The CAESAR mission seeks to return a sample from 67P/Churyumov-Gerasimenko, a comet that was successfully explored by the European Space Agency’s Rosetta spacecraft, to determine its origin and history. Led by Steve Squyres of Cornell University in Ithaca, New York, CAESAR would be managed by NASA’s Goddard Space Flight Center in Greenbelt, Maryland.

Dragonfly

Dragonfly is a drone-like rotorcraft that would explore the prebiotic chemistry and habitability of dozens of sites on Saturn’s moon Titan, an ocean world in our solar system. Elizabeth Turtle from the Johns Hopkins University Applied Physics Laboratory (APL) in Laurel, Maryland, is the lead investigator, with APL providing project management.
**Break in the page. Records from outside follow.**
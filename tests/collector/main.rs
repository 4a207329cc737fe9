//! Collector Comprehensive Test Suite
//!
//! Tests organized by functionality:
//! - overview: filter predicates, ordering, limits, comparators
//! - detail: template lookups, trace lookups, eviction, in-place updates
//! - registration: sensor type registration locally and through the gateway
//! - correlation: call trees and cross-platform trace forests
//! - concurrency: ingestion racing queries and registrations
//! - properties: proptest checks of the overview contract
//!
//! ## Running Tests
//!
//! ```bash
//! cargo test --test collector
//! cargo test --test collector overview::
//! ```

use invoscope::prelude::*;

mod concurrency;
mod correlation;
mod detail;
mod properties;
mod registration;

// =============================================================================
// SHARED TEST UTILITIES
// =============================================================================

/// Route collector logs through the test harness (first call wins)
pub fn init_tracing() {
    let _ = tracing_subscriber::fmt()
        .with_test_writer()
        .with_max_level(tracing::Level::DEBUG)
        .try_init();
}

/// Collector with default settings
pub fn create_collector() -> Collector {
    init_tracing();
    Collector::new()
}

/// Collector retaining at most `capacity` records per platform
pub fn create_bounded_collector(capacity: usize) -> Collector {
    init_tracing();
    Collector::builder()
        .buffer_capacity_per_platform(capacity)
        .build()
        .expect("valid configuration")
}

/// Timestamp from milliseconds
pub fn ts(ms: i64) -> Timestamp {
    Timestamp::from_millis(ms)
}

/// Leaf record with sensor type 1
pub fn record(platform_id: u64, method_id: u64, ms: i64) -> InvocationSequence {
    InvocationSequence::new(platform_id, method_id, 1, ts(ms))
}

/// Ids of overview rows, in result order
pub fn row_ids(rows: &[InvocationSummary]) -> Vec<u64> {
    rows.iter().map(|row| row.id).collect()
}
The CAESAR and Dragonfly missions will receive funding through the end of 2018 to further develop and mature their concepts. NASA plans to select one of these investigations in the spring of 2019 to continue on to subsequent mission phases. 

The selected mission will be the fourth in NASA’s New Frontiers portfolio, a series of principal investigator-led planetary science investigations that fall under a development cost cap of approximately $850 million. Its predecessors are the New Horizons mission to Pluto and a Kuiper Belt object known as 2014 MU69, the Juno mission to Jupiter, and OSIRIS-REx, which will rendezvous with and return a sample of the asteroid Bennu.
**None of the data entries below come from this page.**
//! Concurrency Tests
//!
//! Tests for thread safety of the shared collector:
//! - Concurrent ingestion on many platforms
//! - Queries racing ingestion and eviction
//! - Detail lookups racing eviction of their target
//! - Concurrent registration of one signature

use crate::*;
use invoscope::prelude::*;
use std::sync::atomic::{AtomicBool, Ordering};
use std::sync::{Arc, Barrier};
use std::thread;

// =============================================================================
// Ingestion
// =============================================================================

#[test]
fn test_concurrent_ingestion_assigns_unique_ids() {
    let collector = Arc::new(create_collector());
    let num_threads = 8;
    let per_thread = 250;

    let handles: Vec<_> = (0..num_threads)
        .map(|t| {
            let collector = Arc::clone(&collector);
            thread::spawn(move || {
                (0..per_thread)
                    .map(|i| collector.insert(record(1 + t % 3, 1, i)))
                    .collect::<Vec<_>>()
            })
        })
        .collect();

    let mut ids: Vec<u64> = handles
        .into_iter()
        .flat_map(|h| h.join().unwrap())
        .collect();
    let total = ids.len();
    ids.sort_unstable();
    ids.dedup();
    assert_eq!(ids.len(), total);
    assert_eq!(collector.buffer().len(), total);
}

// =============================================================================
// Queries During Writes
// =============================================================================

#[test]
fn test_overview_during_ingestion_and_eviction() {
    let collector = Arc::new(create_bounded_collector(100));
    let done = Arc::new(AtomicBool::new(false));

    let writer = {
        let collector = Arc::clone(&collector);
        let done = Arc::clone(&done);
        thread::spawn(move || {
            for i in 0..5_000u64 {
                collector.insert(record(1, i % 4, i as i64).with_trace_id(i % 10));
            }
            done.store(true, Ordering::Release);
        })
    };

    let reader = {
        let collector = Arc::clone(&collector);
        let done = Arc::clone(&done);
        thread::spawn(move || {
            let filter = OverviewFilter::method(1, 2);
            while !done.load(Ordering::Acquire) {
                let rows = collector.overview(&filter, Some(1_000), None).unwrap();
                assert!(rows.len() <= 100);
                for pair in rows.windows(2) {
                    assert!(pair[0].timestamp >= pair[1].timestamp);
                }
                for row in &rows {
                    assert_eq!(row.method_id, 2);
                    assert_eq!(row.platform_id, 1);
                }
            }
        })
    };

    writer.join().unwrap();
    reader.join().unwrap();
    assert_eq!(collector.buffer().platform_len(1), 100);
}

#[test]
fn test_detail_racing_eviction_is_whole_or_not_found() {
    let collector = Arc::new(create_bounded_collector(16));
    let tree = || {
        record(1, 1, 0)
            .with_child(record(1, 2, 1).with_child(record(1, 3, 2)))
            .with_child(record(1, 4, 3))
    };
    let target = collector.insert(tree());
    let template = DetailTemplate::new(1, 1, 1).with_id(target);

    let writer = {
        let collector = Arc::clone(&collector);
        thread::spawn(move || {
            for _ in 0..2_000 {
                collector.insert(record(1, 9, 0));
            }
        })
    };

    for _ in 0..2_000 {
        match collector.detail(&template) {
            Ok(detail) => {
                assert_eq!(detail.child_count, 3);
                assert_eq!(detail.iter_preorder().count(), 4);
            }
            Err(e) => assert!(e.is_not_found()),
        }
    }
    writer.join().unwrap();
    assert!(collector.detail(&template).unwrap_err().is_not_found());
}

// =============================================================================
// Registration
// =============================================================================

#[test]
fn test_concurrent_same_signature_registration() {
    let collector = Arc::new(create_collector());
    let barrier = Arc::new(Barrier::new(16));
    let signature = SensorTypeConfig::new("com.foo.Bar", ["int", "string"]);

    let handles: Vec<_> = (0..16)
        .map(|_| {
            let collector = Arc::clone(&collector);
            let barrier = Arc::clone(&barrier);
            let signature = signature.clone();
            thread::spawn(move || {
                barrier.wait();
                collector.register_sensor_type(7, &signature)
            })
        })
        .collect();

    let ids: Vec<_> = handles.into_iter().map(|h| h.join().unwrap()).collect();
    assert!(ids.iter().all(|&id| id == ids[0]));
    assert_eq!(collector.registrations().platform_entries(7).len(), 1);
}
NASA also announced the selection of two mission concepts that will receive technology development funds to prepare them for future mission competitions.

The concepts selected for technology development are:

Enceladus Life Signatures and Habitability (ELSAH)

The ELSAH mission concept will receive funds to develop cost-effective techniques that limit spacecraft contamination and thereby enable life detection measurements on cost-capped missions. The principal investigator is Chris McKay of NASA’s Ames Research Center in California’s Silicon Valley, and the managing NASA center is Goddard.

Venus In situ Composition Investigations (VICI)

Led by Lori Glaze at Goddard, the VICI mission concept will further develop the Venus Element and Mineralogy Camera to operate under the harsh conditions on Venus. The instrument uses lasers on a lander to measure the mineralogy and elemental composition of rocks on the surface of Venus.

The call for concepts was limited to six mission themes: comet surface sample return, lunar south pole-Aitken Basin sample return, ocean worlds (Titan and/or Enceladus), Saturn probe, Trojan asteroid tour and rendezvous, and Venus in situ explorer.

New Frontiers Program investigations address NASA’s planetary science objectives as described in the 2014 NASA Strategic Plan and the 2014 NASA Science Plan. The program is managed by the Planetary Missions Program Office at NASA’s Marshall Space Flight Center in Huntsville, Alabama, for the agency’s Planetary Science Division in Washington.